The deal was signed after South Africa’s Denel failed to supply 40 Military Vehicles to Chad in an order signed in 2017. The Chadian Government paid R100 Million as a down payment for these vehicles. The total cost was between R230 Million and R250 Million.
Chairman of Denel’s audit committee and board, Talib Sadik, during an inquiry revealed that Denel’s former CEO and CFO had signed and finalised the agreement without any authority and stripped the company of all its responsibilities.
And that, “The contract was an onerous one, meaning it was loss-making and also unrealistic timelines [were] associated with the delivery of the 40 Casspirs.”
Chad subsequently cancelled the contract with Denel, and even threatened to report Denel and South Africa to the International Court of Justice if its deposit was not returned.
Two years after the debacle, the Chadian Government opted for 20 Proforce Ara II MRAPs, with the option for a 100 more.
Ade Ogundeyin, CEO of Proforce Defence Ltd disclosed during a recent media briefing that his company is in the process of delivering 100 Ara II MRAPs to the Chadian Government.
This contract is considered a significant milestone by the Nigerian company because, MRAP development and export is known to be well in the purview of South Africa’s defense industry.
The iconic Casspir has earned a reputation for protection, reliability and durability. It resembles an armored truck with the armor extending to specially-shaped under-hull plates intended to reduce the effects of land mines.

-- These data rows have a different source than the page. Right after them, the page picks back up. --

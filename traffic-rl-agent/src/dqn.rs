//! Deep Q-Network agent: action selection, optimization, episode driver

use metrics::{counter, gauge, histogram};
use ndarray::{Array1, Array2, Axis};
use rand::rngs::StdRng;
use rand::{Rng, SeedableRng};
use serde::{Deserialize, Serialize};
use std::path::Path;
use tracing::{debug, info, trace, warn};

use traffic_rl_core::{
    DiscreteAction, Environment, Episode, Observation, Result, TrafficRlError, Transition,
};

use crate::buffer::ReplayMemory;
use crate::optim::AdamW;
use crate::qnet::{argmax, NetworkCheckpoint, QNetwork, StackSpec};
use crate::session::TrainingSession;

/// DQN hyperparameters
#[derive(Debug, Clone, Serialize, Deserialize)]
pub struct DQNConfig {
    /// Transitions sampled per optimizer step
    pub batch_size: usize,
    /// Discount factor for bootstrapped targets
    pub gamma: f32,
    /// Starting exploration rate
    pub eps_start: f64,
    /// Final exploration rate
    pub eps_end: f64,
    /// Exponential decay time constant, in steps
    pub eps_decay: f64,
    /// Polyak rate of the target network
    pub tau: f32,
    /// AdamW learning rate
    pub learning_rate: f32,
    /// Replay memory capacity
    pub memory_capacity: usize,
    /// Absolute bound applied to every gradient element
    pub grad_clip: f32,
    /// RNG seed; `None` draws one from the OS
    pub seed: Option<u64>,
}

impl Default for DQNConfig {
    fn default() -> Self {
        Self {
            batch_size: 32,
            gamma: 0.99,
            eps_start: 0.9,
            eps_end: 0.05,
            eps_decay: 1000.0,
            tau: 0.005,
            learning_rate: 1e-4,
            memory_capacity: 2000,
            grad_clip: 100.0,
            seed: None,
        }
    }
}

impl DQNConfig {
    /// Exploration rate after `steps_done` selector calls.
    ///
    /// Equals `eps_start` at step 0 and decays exponentially toward
    /// `eps_end`.
    #[must_use]
    pub fn epsilon_at(&self, steps_done: usize) -> f64 {
        self.eps_end
            + (self.eps_start - self.eps_end) * (-(steps_done as f64) / self.eps_decay).exp()
    }
}

/// DQN agent owning its networks, optimizer, memory and session.
///
/// The policy network is mutated only by the optimizer step; the target
/// network only by the Polyak synchronizer.
pub struct DQNAgent {
    config: DQNConfig,
    policy_net: QNetwork,
    target_net: QNetwork,
    optimizer: AdamW,
    memory: ReplayMemory,
    session: TrainingSession,
    rng: StdRng,
}

impl DQNAgent {
    /// Create an agent for the given stack, target initialized as a hard
    /// copy of the policy network
    #[must_use]
    pub fn new(spec: StackSpec, config: DQNConfig) -> Self {
        let mut rng = config
            .seed
            .map_or_else(StdRng::from_entropy, StdRng::seed_from_u64);
        let policy_net = QNetwork::new(spec, &mut rng);
        let target_net = policy_net.clone();
        let optimizer = AdamW::new(config.learning_rate, &policy_net);
        let memory = ReplayMemory::new(config.memory_capacity);

        Self {
            config,
            policy_net,
            target_net,
            optimizer,
            memory,
            session: TrainingSession::new(),
            rng,
        }
    }

    /// Hyperparameters in effect
    #[must_use]
    pub fn config(&self) -> &DQNConfig {
        &self.config
    }

    /// The trained policy network
    #[must_use]
    pub fn policy_net(&self) -> &QNetwork {
        &self.policy_net
    }

    /// The slowly-tracking target network
    #[must_use]
    pub fn target_net(&self) -> &QNetwork {
        &self.target_net
    }

    /// The replay memory
    #[must_use]
    pub fn memory(&self) -> &ReplayMemory {
        &self.memory
    }

    /// The training session context
    #[must_use]
    pub fn session(&self) -> &TrainingSession {
        &self.session
    }

    /// Current exploration rate
    #[must_use]
    pub fn epsilon(&self) -> f64 {
        self.config.epsilon_at(self.session.steps_done)
    }

    /// Store a transition in replay memory
    pub fn remember(&mut self, transition: Transition) {
        self.memory.push(transition);
    }

    /// Epsilon-greedy action selection.
    ///
    /// Increments the session step counter exactly once per call and
    /// never mutates the networks. Greedy ties resolve to the lowest
    /// action index.
    pub fn select_action(&mut self, state: &Array1<f32>) -> DiscreteAction {
        let eps = self.epsilon();
        self.session.steps_done += 1;

        let sample: f64 = self.rng.gen();
        if sample > eps {
            let (_, action) = self.evaluate(state);
            DiscreteAction(action)
        } else {
            DiscreteAction(self.rng.gen_range(0..self.policy_net.spec().n_actions))
        }
    }

    /// Action values and the greedy action index for one state
    #[must_use]
    pub fn evaluate(&self, state: &Array1<f32>) -> (Array1<f32>, usize) {
        let batch = state.clone().insert_axis(Axis(0));
        let values = self.policy_net.forward(&batch).index_axis_move(Axis(0), 0);
        let action = argmax(values.view());
        (values, action)
    }

    /// Bootstrapped targets `y = r + gamma * max_a Q_target(s')`, with the
    /// successor value fixed at zero for terminal transitions
    fn batch_targets(&self, batch: &[&Transition]) -> Array1<f32> {
        let n = batch.len();
        let input_dim = self.policy_net.spec().input_dim;

        let non_final: Vec<(usize, &Array1<f32>)> = batch
            .iter()
            .enumerate()
            .filter_map(|(i, t)| t.next_state.as_ref().map(|s| (i, s)))
            .collect();

        let mut next_values = Array1::zeros(n);
        if !non_final.is_empty() {
            let mut next_states = Array2::zeros((non_final.len(), input_dim));
            for (row, (_, s)) in non_final.iter().enumerate() {
                next_states.row_mut(row).assign(*s);
            }
            let q_next = self.target_net.forward(&next_states);
            for (row, (i, _)) in non_final.iter().enumerate() {
                next_values[*i] = q_next
                    .row(row)
                    .iter()
                    .fold(f32::NEG_INFINITY, |a, &b| a.max(b));
            }
        }

        let mut targets = Array1::zeros(n);
        for (i, t) in batch.iter().enumerate() {
            targets[i] = t.reward.0 + self.config.gamma * next_values[i];
        }
        targets
    }

    /// One gradient-descent update of the policy network.
    ///
    /// A no-op returning `Ok(None)` while the memory holds fewer than
    /// `batch_size` transitions, and when the loss is non-finite (logged,
    /// parameters untouched). Otherwise returns the scalar Huber loss.
    pub fn optimize_model(&mut self) -> Result<Option<f32>> {
        if self.memory.len() < self.config.batch_size {
            trace!(
                occupancy = self.memory.len(),
                batch_size = self.config.batch_size,
                "replay memory below batch size, skipping optimizer step"
            );
            return Ok(None);
        }

        let batch_size = self.config.batch_size;
        let input_dim = self.policy_net.spec().input_dim;

        let (states, actions, targets) = {
            let batch = self.memory.sample(&mut self.rng, batch_size)?;
            let mut states = Array2::zeros((batch_size, input_dim));
            let mut actions = Vec::with_capacity(batch_size);
            for (i, t) in batch.iter().enumerate() {
                if t.state.len() != input_dim {
                    return Err(TrafficRlError::DimensionMismatch {
                        expected: input_dim,
                        actual: t.state.len(),
                    });
                }
                if let Some(ns) = &t.next_state {
                    if ns.len() != input_dim {
                        return Err(TrafficRlError::DimensionMismatch {
                            expected: input_dim,
                            actual: ns.len(),
                        });
                    }
                }
                states.row_mut(i).assign(&t.state);
                actions.push(t.action.0);
            }
            let targets = self.batch_targets(&batch);
            (states, actions, targets)
        };

        let cache = self.policy_net.forward_cached(&states);

        // Huber loss on the gathered Q(s, a), mean over the batch.
        let mut d_output = Array2::zeros(cache.output.dim());
        let mut loss = 0.0f32;
        for i in 0..batch_size {
            let error = cache.output[[i, actions[i]]] - targets[i];
            loss += if error.abs() <= 1.0 {
                0.5 * error * error
            } else {
                error.abs() - 0.5
            };
            d_output[[i, actions[i]]] = error.clamp(-1.0, 1.0) / batch_size as f32;
        }
        loss /= batch_size as f32;

        if !loss.is_finite() {
            warn!(loss, "non-finite loss, skipping optimizer step");
            return Ok(None);
        }

        let mut grads = self.policy_net.backward(&cache, &d_output);
        grads.clip(self.config.grad_clip);
        self.optimizer.step(&mut self.policy_net, &grads);

        Ok(Some(loss))
    }

    /// Nudge the target network toward the policy network
    pub fn sync_target(&mut self) {
        self.target_net
            .soft_update_from(&self.policy_net, self.config.tau);
    }

    /// Run the training loop for `num_episodes` episodes.
    ///
    /// Replay memory persists across episode boundaries. The session's
    /// stop flag is honored between steps and between episodes; an
    /// in-flight optimizer step always runs to completion. When
    /// `checkpoint_dir` is set, both networks are saved after every
    /// episode.
    pub async fn train<E: Environment>(
        &mut self,
        env: &mut E,
        num_episodes: usize,
        checkpoint_dir: Option<&Path>,
    ) -> Result<()> {
        for episode_index in 0..num_episodes {
            if self.session.stop_requested() {
                info!(episode_index, "stop requested, ending training");
                break;
            }

            let start_time = chrono::Utc::now();
            let mut state = env.reset().await?.to_array();
            let mut total_reward = 0.0f32;
            let mut steps = 0usize;
            let mut truncated = false;

            loop {
                let action = self.select_action(&state);
                let step = env.step(action).await?;
                steps += 1;
                total_reward += step.reward.0;

                let next_state = if step.terminated {
                    None
                } else {
                    Some(step.observation.to_array())
                };

                self.memory.push(Transition {
                    state,
                    action,
                    next_state: next_state.clone(),
                    reward: step.reward,
                });

                if let Some(loss) = self.optimize_model()? {
                    histogram!("traffic_rl_loss", f64::from(loss));
                    trace!(loss, "optimizer step applied");
                }
                self.sync_target();

                counter!("traffic_rl_steps_total", 1);
                gauge!("traffic_rl_epsilon", self.epsilon());

                if step.done() {
                    truncated = step.truncated;
                    break;
                }
                state = match next_state {
                    Some(s) => s,
                    None => break,
                };
                if self.session.stop_requested() {
                    truncated = true;
                    break;
                }
            }

            self.session.record_episode(Episode {
                id: uuid::Uuid::new_v4().to_string(),
                total_reward,
                steps,
                truncated,
                start_time,
                end_time: Some(chrono::Utc::now()),
            });
            info!(
                episode = episode_index,
                duration = steps,
                total_reward,
                epsilon = self.epsilon(),
                "episode complete"
            );

            if let Some(dir) = checkpoint_dir {
                self.save(dir).await?;
            }
        }
        Ok(())
    }

    /// Run greedy episodes without learning; returns episode durations
    pub async fn run_greedy<E: Environment>(
        &self,
        env: &mut E,
        num_episodes: usize,
    ) -> Result<Vec<usize>> {
        let mut durations = Vec::with_capacity(num_episodes);
        for _ in 0..num_episodes {
            let mut state = env.reset().await?.to_array();
            let mut steps = 0usize;
            loop {
                let (values, action) = self.evaluate(&state);
                debug!(action, values = ?values.to_vec(), "greedy action");
                let step = env.step(DiscreteAction(action)).await?;
                steps += 1;
                if step.done() {
                    break;
                }
                state = step.observation.to_array();
            }
            durations.push(steps);
        }
        Ok(durations)
    }

    fn checkpoint_path(dir: &Path, stack_name: &str, role: &str) -> std::path::PathBuf {
        dir.join(format!("{stack_name}_{role}_net.json"))
    }

    /// Save both parameter blobs under `dir`, keyed by stack name
    pub async fn save(&self, dir: &Path) -> Result<()> {
        tokio::fs::create_dir_all(dir).await?;
        let stack_name = self.policy_net.spec().name.clone();

        for (net, role) in [(&self.policy_net, "policy"), (&self.target_net, "target")] {
            let blob = serde_json::to_string(&net.to_checkpoint())?;
            let path = Self::checkpoint_path(dir, &stack_name, role);
            tokio::fs::write(&path, blob).await?;
        }
        debug!(stack = %stack_name, dir = %dir.display(), "saved checkpoints");
        Ok(())
    }

    /// Load both parameter blobs from `dir`.
    ///
    /// # Errors
    ///
    /// Missing or unreadable files surface as collaborator errors; a
    /// checkpoint whose declared architecture disagrees with the
    /// configured one fails fast with a configuration error.
    pub async fn load(&mut self, dir: &Path) -> Result<()> {
        let stack_name = self.policy_net.spec().name.clone();

        for role in ["policy", "target"] {
            let path = Self::checkpoint_path(dir, &stack_name, role);
            let raw = tokio::fs::read_to_string(&path).await.map_err(|e| {
                TrafficRlError::Collaborator(format!(
                    "failed to read checkpoint {}: {e}",
                    path.display()
                ))
            })?;
            let checkpoint: NetworkCheckpoint = serde_json::from_str(&raw)?;
            if checkpoint.stack != *self.policy_net.spec() {
                return Err(TrafficRlError::Config(format!(
                    "checkpoint {} was trained with stack '{}', configured stack is '{}'",
                    path.display(),
                    checkpoint.stack.name,
                    stack_name
                )));
            }
            let net = QNetwork::from_checkpoint(checkpoint)?;
            match role {
                "policy" => self.policy_net = net,
                _ => self.target_net = net,
            }
        }
        info!(stack = %stack_name, dir = %dir.display(), "loaded checkpoints");
        Ok(())
    }
}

It can carry 12 fully equipped troops into battle, and can survive a triple TM-57 mine blast (equivalent to 21 kg of TNT) under a wheel, or a double blast (14 kg of TNT) under the hull.
On the other hand, the Ara II MRAP can survive a blast of 12 kg under the hull. it has the capacity to carry up to 12 personnel plus equipment and can be configured into multiple variants including recovery, command and control, ambulance, field kitchen and reconnaissance. The vehicle can be armed with a 12.7 mm machinegun can be mounted on a 360-degree roof turret which can be open or fully enclosed.
For some time now, Denel has been in a financial quagmire, recently, Fitch downgraded the company’s national long-term credit rating from B(zaf) to CC(zaf), indicating very high levels of credit risk and that a default of some kind appears probable.
The company’s national short-term rating was also lowered from B(zaf) to C(zaf), indicating a “near default” status, where “a default or default-like process has begun, or the issuer is in standstill.” says Jane’s.
The company also recently lost a very lucrative deal which should have seen it supply 97 Umkhonto surface-to-air missiles to Egypt intended to arm it’s four new MEKO A200 frigates it is buying from Germany’s ThyssenKrupp Marine Systems (TKMS).
Egypt has subsequently cancelled the deal and opted for the French-made MBDA VL-MICA system instead.